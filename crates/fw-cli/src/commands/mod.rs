//! CLI command implementations

pub(crate) mod common;
pub(crate) mod init;
pub(crate) mod lifecycle;
pub(crate) mod migrate;
pub(crate) mod status;
pub(crate) mod validate;
//! fw-lifecycle - Deployment lifecycle adapter for Forwardly
//!
//! Converts one deployment lifecycle event (create, update or delete) into a
//! single migration pass and reports the outcome in the response envelope the
//! deployment system expects. Errors never escape [`LifecycleHandler::handle`];
//! they come back as `FAILED` responses.

pub mod error;
pub mod event;
pub mod handler;
pub mod response;

pub use error::{LifecycleError, LifecycleResult};
pub use event::{LifecycleEvent, RequestType};
pub use handler::LifecycleHandler;
pub use response::{LifecycleResponse, ResponseData, ResponseStatus};
//! Status command implementation

use anyhow::{Context, Result};
use fw_migrate::{StepState, StepStatus};

use crate::cli::{GlobalArgs, StatusArgs, StatusOutput};
use crate::commands::common::{build_processor, load_project, open_database};

/// Execute the status command
pub async fn execute(args: &StatusArgs, global: &GlobalArgs) -> Result<()> {
    let project = load_project(global)?;
    let processor = build_processor(&project, false)?;
    let db = open_database(&project, global)?;

    let report = processor
        .status(&db)
        .await
        .context("Failed to read migration log")?;

    match args.output {
        StatusOutput::Json => println!("{}", serde_json::to_string_pretty(&report)?),
        StatusOutput::Table => print_table(&report),
    }
    Ok(())
}

fn print_table(report: &[StepStatus]) {
    if report.is_empty() {
        println!("No migrations declared or recorded.");
        return;
    }

    let width = report
        .iter()
        .map(|s| s.description.len())
        .max()
        .unwrap_or(0)
        .max("DESCRIPTION".len());

    println!("{:>6}  {:<width$}  STATE", "ORDER", "DESCRIPTION");
    for status in report {
        println!(
            "{:>6}  {:<width$}  {}",
            status.order,
            status.description,
            state_label(&status.state)
        );
    }
}

fn state_label(state: &StepState) -> String {
    match state {
        StepState::Applied { at: Some(at) } => format!("applied {}", at.format("%Y-%m-%d %H:%M:%S")),
        StepState::Applied { at: None } => "applied".to_string(),
        StepState::Failed { message, .. } => format!("failed: {message}"),
        StepState::Pending => "pending".to_string(),
        StepState::Missing => "MISSING from catalog".to_string(),
        StepState::Modified => "MODIFIED since applied".to_string(),
    }
}
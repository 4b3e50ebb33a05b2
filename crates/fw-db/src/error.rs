//! Error types for fw-db

use thiserror::Error;

/// Database operation errors
#[derive(Error, Debug)]
pub enum DbError {
    /// Connection error (D001)
    #[error("[D001] Database connection failed: {0}")]
    ConnectionError(String),

    /// Query execution error (D002)
    #[error("[D002] SQL execution failed: {0}")]
    ExecutionError(String),

    /// Table not found (D003)
    #[error("[D003] Table or view not found: {0}")]
    TableNotFound(String),

    /// Row does not match the declared row schema (D004)
    #[error("[D004] Row does not match schema: {0}")]
    SchemaMismatch(String),

    /// Column value has a different type than requested (D005)
    #[error("[D005] Column {column} is {found}, expected {expected}")]
    TypeMismatch {
        column: usize,
        expected: &'static str,
        found: &'static str,
    },

    /// Mutex poisoned (D006)
    #[error("[D006] Database mutex poisoned: {0}")]
    MutexPoisoned(String),
}

/// Result type alias for DbError
pub type DbResult<T> = Result<T, DbError>;

impl DbError {
    /// The driver's own error text, without the Forwardly error code prefix.
    ///
    /// This is what gets recorded in the migration log when a step fails.
    pub fn driver_message(&self) -> String {
        match self {
            DbError::ConnectionError(msg)
            | DbError::ExecutionError(msg)
            | DbError::TableNotFound(msg)
            | DbError::SchemaMismatch(msg)
            | DbError::MutexPoisoned(msg) => msg.clone(),
            other => other.to_string(),
        }
    }
}

impl From<duckdb::Error> for DbError {
    fn from(err: duckdb::Error) -> Self {
        // duckdb::Error does not expose structured variants, so the message
        // is the only thing to classify on.
        let msg = err.to_string();
        if msg.contains("Table with name")
            || msg.contains("View with name")
            || msg.contains("Table or view with name")
            || (msg.contains("Catalog Error") && msg.contains("Table") && msg.contains("not found"))
        {
            DbError::TableNotFound(msg)
        } else {
            DbError::ExecutionError(msg)
        }
    }
}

☆ ☆ ☆

Problem description: The lines in the listing that include the word "Forwardly" are to be counted; give only that number.

Output: 2